Extracted entries>
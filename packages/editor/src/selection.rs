use serde::{Deserialize, Serialize};

/// How a click modifies the current selection
#[derive(Debug, Clone, Copy, PartialEq, Eq, Default, Serialize, Deserialize)]
#[serde(rename_all = "camelCase")]
pub enum SelectionMode {
    /// Single-select
    #[default]
    Replace,
    /// Append if absent
    Add,
    /// Remove if present, else append
    Toggle,
}

/// Primary selection plus the ordered multi-selection.
///
/// `primary` is the most recently selected id and is always contained in
/// `ids` when set.
#[derive(Debug, Clone, Default, PartialEq, Serialize, Deserialize)]
#[serde(rename_all = "camelCase")]
pub struct Selection {
    primary: Option<String>,
    ids: Vec<String>,
}

impl Selection {
    pub fn primary(&self) -> Option<&str> {
        self.primary.as_deref()
    }

    pub fn ids(&self) -> &[String] {
        &self.ids
    }

    pub fn contains(&self, id: &str) -> bool {
        self.ids.iter().any(|selected| selected == id)
    }

    pub fn is_empty(&self) -> bool {
        self.ids.is_empty()
    }

    pub fn len(&self) -> usize {
        self.ids.len()
    }

    pub fn select(&mut self, id: Option<&str>, mode: SelectionMode) {
        let Some(id) = id else {
            self.clear();
            return;
        };

        match mode {
            SelectionMode::Replace => self.replace(id),
            SelectionMode::Add => self.add(id),
            SelectionMode::Toggle => self.toggle(id),
        }
    }

    pub fn replace(&mut self, id: &str) {
        self.ids = vec![id.to_string()];
        self.primary = Some(id.to_string());
    }

    pub fn add(&mut self, id: &str) {
        if !self.contains(id) {
            self.ids.push(id.to_string());
        }
        self.primary = Some(id.to_string());
    }

    pub fn toggle(&mut self, id: &str) {
        if self.contains(id) {
            self.remove(id);
        } else {
            self.add(id);
        }
    }

    pub fn remove(&mut self, id: &str) {
        self.ids.retain(|selected| selected != id);
        if self.primary.as_deref() == Some(id) {
            self.primary = self.ids.last().cloned();
        }
    }

    /// Replace with `ids` (duplicates dropped); the last one becomes primary
    pub fn set_many(&mut self, ids: &[String]) {
        self.ids.clear();
        for id in ids {
            if !self.contains(id) {
                self.ids.push(id.clone());
            }
        }
        self.primary = self.ids.last().cloned();
    }

    pub fn clear(&mut self) {
        self.ids.clear();
        self.primary = None;
    }

    /// Drop ids that fail `keep`, re-pointing the primary if needed
    pub fn retain(&mut self, mut keep: impl FnMut(&str) -> bool) {
        self.ids.retain(|id| keep(id));
        if let Some(primary) = &self.primary {
            if !self.ids.contains(primary) {
                self.primary = self.ids.last().cloned();
            }
        }
    }
}

#[cfg(test)]
mod tests {
    use super::*;

    #[test]
    fn test_replace_selects_single() {
        let mut selection = Selection::default();
        selection.select(Some("a"), SelectionMode::Add);
        selection.select(Some("b"), SelectionMode::Replace);
        assert_eq!(selection.ids(), &["b".to_string()]);
        assert_eq!(selection.primary(), Some("b"));
    }

    #[test]
    fn test_add_keeps_existing_and_updates_primary() {
        let mut selection = Selection::default();
        selection.select(Some("a"), SelectionMode::Replace);
        selection.select(Some("b"), SelectionMode::Add);
        selection.select(Some("a"), SelectionMode::Add);

        assert_eq!(selection.ids(), &["a".to_string(), "b".to_string()]);
        assert_eq!(selection.primary(), Some("a"));
    }

    #[test]
    fn test_toggle_removes_and_repoints_primary() {
        let mut selection = Selection::default();
        selection.select(Some("a"), SelectionMode::Toggle);
        selection.select(Some("b"), SelectionMode::Toggle);
        assert_eq!(selection.primary(), Some("b"));

        selection.select(Some("b"), SelectionMode::Toggle);
        assert_eq!(selection.ids(), &["a".to_string()]);
        assert_eq!(selection.primary(), Some("a"));

        selection.select(Some("a"), SelectionMode::Toggle);
        assert!(selection.is_empty());
        assert_eq!(selection.primary(), None);
    }

    #[test]
    fn test_selecting_none_clears() {
        let mut selection = Selection::default();
        selection.set_many(&["a".to_string(), "b".to_string()]);
        selection.select(None, SelectionMode::Add);
        assert!(selection.is_empty());
        assert_eq!(selection.primary(), None);
    }

    #[test]
    fn test_retain_drops_missing_primary() {
        let mut selection = Selection::default();
        selection.set_many(&["a".to_string(), "b".to_string(), "c".to_string()]);
        selection.retain(|id| id != "c");
        assert_eq!(selection.primary(), Some("b"));
        assert_eq!(selection.len(), 2);
    }
}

Assignment>
Copy task for the entries above: every line with the string "push".

Result for this task>
            self.ids.push(id.to_string());
                self.ids.push(id.clone());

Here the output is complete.